// Expected hex was captured from the memory of an emulated Apple II after typing
// in each program, by dumping the bytes from PRGST ($CA) to PRGEND ($4C).

#[cfg(test)]
use super::tokenizer::Tokenizer;
#[cfg(test)]
use crate::lang;

#[cfg(test)]
fn test_tokenizer(test_code: &str,expected: &str) {
	let mut tokenizer = Tokenizer::new();
	let bytes = tokenizer.tokenize(test_code).expect("tokenizer failed");
	assert_eq!(hex::encode_upper(bytes),expected);
}

#[cfg(test)]
fn tokenizer_error(test_code: &str) -> lang::Error {
	let mut tokenizer = Tokenizer::new();
	let err = tokenizer.tokenize(test_code).expect_err("tokenizer should fail");
	*err.downcast::<lang::Error>().expect("wrong error type")
}

mod output_tests {
	#[test]
	fn single_line() {
		let test_code = "10 TEXT\n";
		let expected = "050A004B01";
		super::test_tokenizer(test_code,expected);
	}
	#[test]
	fn multi_line() {
		let test_code = "10 TEXT\r\n20 PRINT \"HELLO\"\n";
		let expected = "050A004B010C14006128C8C5CCCCCF2901";
		super::test_tokenizer(test_code, expected);
	}
	#[test]
	fn print_with_nulls() {
		let test_code = "10 print a,B, ,C;d$;;;E$\n";
		let expected = "130A0062C149C24A49C345C440474745C54001";
		super::test_tokenizer(test_code, expected);
	}
	#[test]
	fn control_characters() {
		let test_code = "80 PRINT \"«ctrl-D»CATALOG\"";
		let expected = "0F5000612884C3C1D4C1CCCFC72901";
		super::test_tokenizer(test_code, expected);
	}
	#[test]
	fn escaped_quote() {
		let test_code = "10 PRINT \"A\\xA2B\"";
		let expected = "0A0A006128C1A2C22901";
		super::test_tokenizer(test_code, expected);
	}
}

mod input_statements {
	#[test]
	fn quote_parity() {
		let test_code = "10 PRINT \"PREFIX\": INPUT PR$\n";
		let expected = "120A006128D0D2C5C6C9D8290352D0D24001";
		super::test_tokenizer(test_code, expected);
	}
	#[test]
	fn input_null_prompt() {
		let test_code = "10 INPUT \"\",A$\n";
		let expected = "0A0A0053282926C14001";
		super::test_tokenizer(test_code, expected);
	}
	#[test]
	fn numeric_list() {
		let test_code = "10 INPUT X,Y\n";
		let expected = "080A0054D827D901";
		super::test_tokenizer(test_code, expected);
	}
}

mod expression_tests {
	#[test]
	fn simple() {
		let test_code = "10 X = 1 + 1 \n";
		let expected = "0D0A00D871B1010012B1010001";
		super::test_tokenizer(test_code, expected);
	}
	#[test]
	fn negative_numbers() {
		let test_code = "10 X = -1\n";
		let expected = "0A0A00D87136B1010001";
		super::test_tokenizer(test_code, expected);
	}
	#[test]
	fn double_negative() {
		let test_code = "10 X = - - 1\n";
		let expected = "0B0A00D8713636B1010001";
		super::test_tokenizer(test_code, expected);
	}
	#[test]
	fn nested() {
		let test_code = "10 X = 6*(1 + (X1 + X2)*5)\n";
		let expected = "1B0A00D871B606001438B101001238D8B112D8B27214B505007201";
		super::test_tokenizer(test_code, expected);
	}
	#[test]
	fn logic_values() {
		let test_code = "10 COLOR = I/2*(I<32)\n";
		let expected = "120A0066C915B202001438C91CB320007201";
		super::test_tokenizer(test_code, expected);
	}
	#[test]
	fn with_functions() {
		let test_code = "10 X = 6*(abs(X0) + (sgn(X1) + asc(A$))*5)\n";
		let expected = "220A00D871B606001438313FD8B0721238303FD8B172123CC140727214B505007201";
		super::test_tokenizer(test_code, expected);
	}
	#[test]
	fn random() {
		let test_code = "50 X1= RND (200)+150";
		let expected = "113200D8B1712F3FB2C8007212B1960001";
		super::test_tokenizer(test_code, expected);
	}
}

mod graphics_tests {
	#[test]
	fn low_res_statements() {
		let test_code = "10 gr: color=4\n20 X=5:Y=5\n30 plot X,Y\n40 hlin X+1,X+10 at Y\n50 vlin Y+1,Y+10 at X";
		let expected = "0A0A004C0366B40400010F1400D871B5050003D971B5050001081E0067D868D90112280069D812B101006AD812B10A006BD9011232006CD912B101006DD912B10A006ED801";
		super::test_tokenizer(test_code, expected);
	}
	#[test]
	fn low_res_functions() {
		let test_code = "10 C = SCRN(X,Y)";
		let expected = "0B0A00C3713DD83ED97201";
		super::test_tokenizer(test_code, expected);
	}
}

mod control_tests {
	#[test]
	fn binary_ascii_collisions() {
		let test_code = "32 x = 32";
		let expected = "092000D871B3200001";
		super::test_tokenizer(test_code, expected);
	}
	#[test]
	fn goto_gosub_end_return() {
		let test_code = "10 gosub 1000: goto 100\n100 end\n1000 return";
		let expected = "0D0A005CB1E803035FB1640001056400510105E8035B01";
		super::test_tokenizer(test_code, expected);
	}
	#[test]
	fn loop_() {
		let test_code = "10 for i = 1 to LAST: print i: next I";
		let expected = "150A0055C956B1010057CCC1D3D40362C90359C901";
		super::test_tokenizer(test_code, expected);
	}
	#[test]
	fn if_then() {
		let mut test_string = " 1 0  if x > y then 1000\n".to_string();
		test_string += "20 if x < y then 1010\n";
		test_string += "30 if x <> y then 1020\n";
		test_string += "40 if x = y then 1030\n";
		let expected = "0C0A0060D819D924B1E803010C140060D81CD924B1F203010C1E0060D81BD924B1FC03010C280060D816D924B1060401";
		super::test_tokenizer(&test_string, expected);
	}
	#[test]
	fn lines_are_sorted() {
		let test_code = "1000 RETURN\n10 GOSUB 1000: GOTO 100\n100 END\n";
		let expected = "0D0A005CB1E803035FB1640001056400510105E8035B01";
		super::test_tokenizer(test_code, expected);
	}
	#[test]
	fn string_conditions() {
		let test_code = "170 IF A$=\"Y\" THEN CUR=RTPTR: GOTO 110";
		let expected = "1AAA0060C1403928D92925C3D5D271D2D4D0D4D2035FB16E0001";
		super::test_tokenizer(test_code, expected);
	}
}

mod errors {
	use crate::lang::Error;
	#[test]
	fn bad_line_number() {
		assert!(matches!(super::tokenizer_error("70000 END"),Error::LineNumber));
	}
	#[test]
	fn missing_line_number() {
		assert!(matches!(super::tokenizer_error("10 END\nPRINT"),Error::Syntax(2)));
	}
	#[test]
	fn unbalanced() {
		assert!(matches!(super::tokenizer_error("10 X=(1+2"),Error::Syntax(1)));
		assert!(matches!(super::tokenizer_error("10 PRINT \"HELLO"),Error::Syntax(1)));
	}
	#[test]
	fn number_too_large() {
		assert!(matches!(super::tokenizer_error("10 X=65536"),Error::Syntax(1)));
	}
	#[test]
	fn line_too_long() {
		let code = format!("10 REM {}","A".repeat(260));
		assert!(matches!(super::tokenizer_error(&code),Error::LineTooLong));
	}
}
//! Subnet value: an address paired with a prefix length.
//!
//! Provides [`Subnet`] and the values derived from it (mask, network,
//! broadcast, host count and sibling subnets). Both address families share
//! one code path over the address bytes.

use super::bytes::{
    addr_bytes, addr_from_slice, broadcast_bytes, fill_empty_bytes, network_bytes,
};
use super::mask::{bits_to_mask, mask_to_bits, parse_addr, parse_mask, parse_prefix_len};
use super::Family;
use crate::error::{Result, SubnetError};
use num_bigint::BigUint;
use serde::de;
use serde::{Deserialize, Deserializer, Serialize};
use std::net::IpAddr;
use std::str::FromStr;

/// An IPv4 or IPv6 address with its prefix length.
///
/// The address is kept as given (host bits are not cleared), so
/// `192.168.20.15/23` renders back unchanged; use [`Subnet::network`] for the
/// network address.
#[derive(Eq, PartialEq, Ord, PartialOrd, Debug, Copy, Clone, Hash)]
pub struct Subnet {
    addr: IpAddr,
    prefix_len: u8,
}

impl Subnet {
    fn from_parts(addr: IpAddr, prefix_len: u8) -> Result<Subnet> {
        if prefix_len > Family::of(&addr).bits() {
            return Err(SubnetError::InvalidPrefixLength(prefix_len.to_string()));
        }
        Ok(Subnet { addr, prefix_len })
    }

    /// Create a [`Subnet`] from an address and a prefix length.
    ///
    /// # Examples
    /// ```
    /// use subnet_math::Subnet;
    /// let s = Subnet::parse_prefix("10.1.2.3", 8).unwrap();
    /// assert_eq!(s.to_string(), "10.1.2.3/8");
    /// assert!(Subnet::parse_prefix("10.1.2.3", 33).is_err());
    /// ```
    pub fn parse_prefix(addr_text: &str, bits: u8) -> Result<Subnet> {
        log::debug!("parse_prefix({addr_text}, {bits})");
        let addr = parse_addr(addr_text)?;
        Subnet::from_parts(addr, bits)
    }

    /// Create a [`Subnet`] from an address and a mask in address form,
    /// e.g. `("172.16.0.0", "255.255.248.0")`.
    ///
    /// The mask may be of the other family; only its bit count is used. The
    /// call fails with [`SubnetError::InvalidSubnet`] when that count does not
    /// fit the address family.
    pub fn parse(addr_text: &str, mask_text: &str) -> Result<Subnet> {
        log::debug!("parse({addr_text}, {mask_text})");
        let addr = parse_addr(addr_text)?;
        let mask = parse_mask(mask_text)?;
        let bits = mask_to_bits(&mask)?;

        let family = Family::of(&addr);
        if family != Family::of(&mask) {
            log::debug!("parse() {family} address with {} mask", Family::of(&mask));
        }
        if bits > family.bits() {
            return Err(SubnetError::InvalidSubnet(format!(
                "{addr_text} with mask {mask_text}"
            )));
        }
        Subnet::from_parts(addr, bits)
    }

    /// Create a [`Subnet`] from CIDR text such as `"192.168.20.15/23"`.
    ///
    /// The part after `/` may also be a mask address (`"10.0.0.0/255.0.0.0"`).
    pub fn parse_cidr(text: &str) -> Result<Subnet> {
        let text = text.trim();
        let (addr_text, suffix) = text
            .split_once('/')
            .ok_or_else(|| SubnetError::InvalidSubnet(text.to_string()))?;
        if suffix.contains(['.', ':']) {
            return Subnet::parse(addr_text, suffix);
        }
        log::debug!("parse_cidr({text})");
        let addr = parse_addr(addr_text)?;
        let bits = parse_prefix_len(suffix)?;
        Subnet::from_parts(addr, bits)
    }

    pub fn addr(&self) -> IpAddr {
        self.addr
    }

    pub fn prefix_len(&self) -> u8 {
        self.prefix_len
    }

    pub fn family(&self) -> Family {
        Family::of(&self.addr)
    }

    /// Network mask, e.g. `192.168.20.15/23` -> `255.255.254.0`.
    pub fn mask(&self) -> Result<IpAddr> {
        bits_to_mask(self.prefix_len, self.family())
    }

    /// Network address, e.g. `192.168.20.15/23` -> `192.168.20.0`.
    pub fn network(&self) -> Result<IpAddr> {
        let mask = self.mask()?;
        let bytes = network_bytes(&addr_bytes(&self.addr), &addr_bytes(&mask));
        addr_from_slice(&bytes).ok_or_else(|| SubnetError::InvalidSubnet(self.to_string()))
    }

    /// Broadcast address, e.g. `192.168.20.15/23` -> `192.168.21.255`.
    pub fn broadcast(&self) -> Result<IpAddr> {
        let mask = self.mask()?;
        let bytes = broadcast_bytes(&addr_bytes(&self.addr), &addr_bytes(&mask));
        addr_from_slice(&bytes).ok_or_else(|| SubnetError::InvalidSubnet(self.to_string()))
    }

    /// Total number of addresses in the subnet, `2^(bits - prefix_len)`.
    ///
    /// Exact for every prefix; an IPv6 `/0` holds 2^128 addresses, one more
    /// than `u128::MAX`. Subtract two for the usable IPv4 hosts.
    pub fn host_count(&self) -> Result<BigUint> {
        let width = self.family().bits();
        if self.prefix_len > width {
            return Err(SubnetError::InvalidPrefixLength(self.prefix_len.to_string()));
        }
        Ok(BigUint::from(1u8) << usize::from(width - self.prefix_len))
    }

    /// All subnets with the same prefix length that share this subnet's bytes
    /// up to the first mask byte that is not `0xff`.
    ///
    /// That byte steps by `256 - mask_byte` from zero, the bytes after it are
    /// zero. `10.1.2.3/23` lists `10.1.0.0/23, 10.1.2.0/23, ... 10.1.254.0/23`.
    /// A `/32` or `/128` has no varying byte and lists only itself.
    pub fn siblings(&self) -> Result<Vec<Subnet>> {
        let addr = addr_bytes(&self.addr);
        let mask = addr_bytes(&self.mask()?);

        let Some(varying) = mask.iter().position(|&b| b < u8::MAX) else {
            log::trace!("siblings({self}) mask is saturated");
            return Ok(vec![*self]);
        };
        let step = 256 - usize::from(mask[varying]);
        log::trace!("siblings({self}) byte {varying} step {step}");

        (0..256usize)
            .step_by(step)
            .map(|octet| {
                let mut bytes = addr[..varying].to_vec();
                bytes.push(octet as u8);
                let bytes = fill_empty_bytes(bytes, self.family());
                let addr = addr_from_slice(&bytes)
                    .ok_or_else(|| SubnetError::InvalidSubnet(self.to_string()))?;
                Subnet::from_parts(addr, self.prefix_len)
            })
            .collect()
    }
}

impl FromStr for Subnet {
    type Err = SubnetError;

    fn from_str(s: &str) -> Result<Subnet> {
        Subnet::parse_cidr(s)
    }
}

impl std::fmt::Display for Subnet {
    fn fmt(&self, f: &mut std::fmt::Formatter) -> std::fmt::Result {
        write!(f, "{}/{}", self.addr, self.prefix_len)
    }
}

impl Serialize for Subnet {
    fn serialize<S>(&self, serializer: S) -> std::result::Result<S::Ok, S::Error>
    where
        S: serde::ser::Serializer,
    {
        serializer.serialize_str(&self.to_string())
    }
}

impl<'de> Deserialize<'de> for Subnet {
    fn deserialize<D>(deserializer: D) -> std::result::Result<Subnet, D::Error>
    where
        D: Deserializer<'de>,
    {
        let s = String::deserialize(deserializer)?;
        Subnet::parse_cidr(&s).map_err(|e| de::Error::custom(format!("{e} in \"{s}\"")))
    }
}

What is required:
In the records above, which lines hold the string "InvalidSubnet"? Copy each one.

Result:
    /// call fails with [`SubnetError::InvalidSubnet`] when that count does not
            return Err(SubnetError::InvalidSubnet(format!(
            .ok_or_else(|| SubnetError::InvalidSubnet(text.to_string()))?;
        addr_from_slice(&bytes).ok_or_else(|| SubnetError::InvalidSubnet(self.to_string()))
        addr_from_slice(&bytes).ok_or_else(|| SubnetError::InvalidSubnet(self.to_string()))
                    .ok_or_else(|| SubnetError::InvalidSubnet(self.to_string()))?;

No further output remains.